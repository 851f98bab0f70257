// SPDX-License-Identifier: Apache-2.0 OR MIT
// Copyright (c) 2025-2026 naskel.com

//! Cache interceptor hooks.
//!
//! Hooks run inside the cache's critical sections, so they must not lock,
//! perform network calls or call back into the cache. Every call goes
//! through [`InterceptorGuard`], which turns a failing or panicking hook into
//! a warning and the un-intercepted result.

use crate::model::Value;
use std::any::Any;
use std::panic::{self, AssertUnwindSafe};
use std::sync::Arc;

pub type HookError = Box<dyn std::error::Error + Send + Sync>;
pub type HookResult<T> = Result<T, HookError>;

/// Entry seen by put/remove hooks.
#[derive(Debug, Clone, Copy)]
pub struct CacheEntry<'a> {
    pub key: &'a Value,
    pub value: Option<&'a Value>,
}

/// User callbacks around cache get/put/remove. Every hook defaults to a
/// no-op that keeps the value unchanged.
pub trait CacheInterceptor: Send + Sync {
    /// Value returned to the reader, possibly replaced.
    fn on_get(&self, _key: &Value, value: Option<Value>) -> HookResult<Option<Value>> {
        Ok(value)
    }

    /// Value to store; `None` cancels the put.
    fn on_before_put(&self, _entry: CacheEntry<'_>, new_value: Value) -> HookResult<Option<Value>> {
        Ok(Some(new_value))
    }

    fn on_after_put(&self, _entry: CacheEntry<'_>) -> HookResult<()> {
        Ok(())
    }

    /// `(cancel, value returned to the remover)`.
    fn on_before_remove(&self, entry: CacheEntry<'_>) -> HookResult<(bool, Option<Value>)> {
        Ok((false, entry.value.cloned()))
    }

    fn on_after_remove(&self, _entry: CacheEntry<'_>) -> HookResult<()> {
        Ok(())
    }
}

/// No-propagate boundary around a [`CacheInterceptor`].
#[derive(Clone)]
pub struct InterceptorGuard {
    inner: Arc<dyn CacheInterceptor>,
}

impl InterceptorGuard {
    pub fn new(inner: Arc<dyn CacheInterceptor>) -> Self {
        Self { inner }
    }

    pub fn on_get(&self, key: &Value, value: Option<Value>) -> Option<Value> {
        let fallback = value.clone();
        self.call("on_get", fallback, |hook| hook.on_get(key, value))
    }

    pub fn on_before_put(&self, entry: CacheEntry<'_>, new_value: Value) -> Option<Value> {
        let fallback = Some(new_value.clone());
        self.call("on_before_put", fallback, |hook| {
            hook.on_before_put(entry, new_value)
        })
    }

    pub fn on_after_put(&self, entry: CacheEntry<'_>) {
        self.call("on_after_put", (), |hook| hook.on_after_put(entry));
    }

    pub fn on_before_remove(&self, entry: CacheEntry<'_>) -> (bool, Option<Value>) {
        let fallback = (false, entry.value.cloned());
        self.call("on_before_remove", fallback, |hook| {
            hook.on_before_remove(entry)
        })
    }

    pub fn on_after_remove(&self, entry: CacheEntry<'_>) {
        self.call("on_after_remove", (), |hook| hook.on_after_remove(entry));
    }

    fn call<T>(
        &self,
        name: &str,
        fallback: T,
        f: impl FnOnce(&dyn CacheInterceptor) -> HookResult<T>,
    ) -> T {
        match panic::catch_unwind(AssertUnwindSafe(|| f(self.inner.as_ref()))) {
            Ok(Ok(result)) => result,
            Ok(Err(err)) => {
                log::warn!("[interceptor] {} failed, ignoring: {}", name, err);
                fallback
            }
            Err(payload) => {
                log::warn!(
                    "[interceptor] {} panicked, ignoring: {}",
                    name,
                    panic_message(payload.as_ref())
                );
                fallback
            }
        }
    }
}

fn panic_message(payload: &(dyn Any + Send)) -> &str {
    payload
        .downcast_ref::<&str>()
        .copied()
        .or_else(|| payload.downcast_ref::<String>().map(String::as_str))
        .unwrap_or("<non-string panic>")
}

▶ _WORK ITEM_
Only the lines above starting with the one with "-> HookResult<(bool, Option<Value>)>" and going through the one with "pub fn on_get(&self, key: &Value, value: Option<Value>)" are to be copied, word for word and with both ends kept.

▶ _TASK OUTPUT_
    fn on_before_remove(&self, entry: CacheEntry<'_>) -> HookResult<(bool, Option<Value>)> {
        Ok((false, entry.value.cloned()))
    }

    fn on_after_remove(&self, _entry: CacheEntry<'_>) -> HookResult<()> {
        Ok(())
    }
}

/// No-propagate boundary around a [`CacheInterceptor`].
#[derive(Clone)]
pub struct InterceptorGuard {
    inner: Arc<dyn CacheInterceptor>,
}

impl InterceptorGuard {
    pub fn new(inner: Arc<dyn CacheInterceptor>) -> Self {
        Self { inner }
    }

    pub fn on_get(&self, key: &Value, value: Option<Value>) -> Option<Value> {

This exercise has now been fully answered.